We are taking a break from the day-by-day catch-up journaling of my residency. Instead, we are jumping forward in time for an update on what I’ve been up to in these last couple of months.
The big news is that I held a sharing at QL2 at the beginning of June to give a little talk about what I’ve been doing in the studio. It’s the first time I’ve shared my work outside of this blog since embarking on this residency! Most dance residencies would involve some sort of performance or showing, but it seemed to me that opening up the studio for people to watch me improvise in intervals would not actually give any context or explanation of what I’ve been focussing on. So, with a helpful nudge from my wonderful mentor Sara Black, I organised a discussion-style sharing instead.

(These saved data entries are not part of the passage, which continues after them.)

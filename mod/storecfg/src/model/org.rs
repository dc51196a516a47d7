use serde::{Deserialize, Serialize};

/// Organization — the top of the settings hierarchy. Owns regions.
#[derive(Debug, Clone, Serialize, Deserialize, PartialEq)]
#[serde(rename_all = "camelCase")]
pub struct Organization {
    /// Primary key.
    pub id: String,

    pub code: String,

    pub name: String,

    /// Base settings layer, inherited by every region and store.
    #[serde(default)]
    pub default_settings: serde_json::Value,

    #[serde(default, skip_serializing_if = "Option::is_none")]
    pub create_at: Option<String>,

    #[serde(default, skip_serializing_if = "Option::is_none")]
    pub update_at: Option<String>,
}

/// Region — middle settings layer. Owns stores; carries the country
/// default used during provisioning.
#[derive(Debug, Clone, Serialize, Deserialize, PartialEq)]
#[serde(rename_all = "camelCase")]
pub struct Region {
    /// Primary key.
    pub id: String,

    pub organization_id: String,

    pub code: String,

    pub name: String,

    /// ISO country code, used as the provisioning default.
    pub country_code: String,

    #[serde(default)]
    pub timezone: String,

    /// Settings layer merged over the organization defaults.
    #[serde(default)]
    pub default_settings: serde_json::Value,

    #[serde(default, skip_serializing_if = "Option::is_none")]
    pub create_at: Option<String>,

    #[serde(default, skip_serializing_if = "Option::is_none")]
    pub update_at: Option<String>,
}

/// Store — a physical location. PK = location_id.
#[derive(Debug, Clone, Serialize, Deserialize, PartialEq)]
#[serde(rename_all = "camelCase")]
pub struct Store {
    /// Unique location identifier, shared with the profile documents.
    pub location_id: String,

    pub organization_id: String,

    pub region_id: String,

    #[serde(default)]
    pub code: String,

    #[serde(default)]
    pub name: String,

    /// ACTIVE or INACTIVE.
    #[serde(default)]
    pub status: String,

    #[serde(default)]
    pub timezone: String,

    /// Enabled sales channels (e.g. DINE_IN, TAKEAWAY, DELIVERY).
    #[serde(default, skip_serializing_if = "Vec::is_empty")]
    pub channel_set: Vec<String>,

    /// Deepest settings layer; wins over region and organization.
    #[serde(default)]
    pub override_settings: serde_json::Value,

    #[serde(default, skip_serializing_if = "serde_json::Value::is_null")]
    pub metadata: serde_json::Value,

    #[serde(default, skip_serializing_if = "Option::is_none")]
    pub create_at: Option<String>,

    #[serde(default, skip_serializing_if = "Option::is_none")]
    pub update_at: Option<String>,
}

#[cfg(test)]
mod tests {
    use super::*;

    #[test]
    fn store_json_roundtrip() {
        let store = Store {
            location_id: "loc-001".into(),
            organization_id: "org1".into(),
            region_id: "reg1".into(),
            code: "SF-01".into(),
            name: "Mission St".into(),
            status: "ACTIVE".into(),
            timezone: "America/Los_Angeles".into(),
            channel_set: vec!["DINE_IN".into(), "TAKEAWAY".into()],
            override_settings: serde_json::json!({"kitchen": {"slaMinutes": 12}}),
            metadata: serde_json::Value::Null,
            create_at: None,
            update_at: None,
        };
        let json = serde_json::to_string(&store).unwrap();
        let back: Store = serde_json::from_str(&json).unwrap();
        assert_eq!(store, back);
    }
}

A lovely group of my peers and supporters braved the cold to come along to this mid-week, lunchtime talk, or Zoomed in from near and far. I gave a quick history of the residency, why I started it and how it has evolved (you can read up on all this in previous posts). Sara and Courtney were there to fill in the gaps and give their point of view. It was a challenge for me as I do find it hard to summarise it all succinctly (hence the long-form blog!), but it was good to finally describe everything in more detail face-to-face.
I also voiced out loud my future goals for my practice and what my next steps are. Ideally, I would love to continue this practice in some form for as long as I am an artist. I spoke about how I don’t really see this approach to sustaining individual practice advocated for as an important part of our dance ecology (despite the impressions I formed at uni) which is largely built on a project-to-project model. Are there support systems for this kind of long-term practice available, or could there be? Is there arts funding out there beyond project funding or once-off skills-development funding? I offered these questions up for open discussion.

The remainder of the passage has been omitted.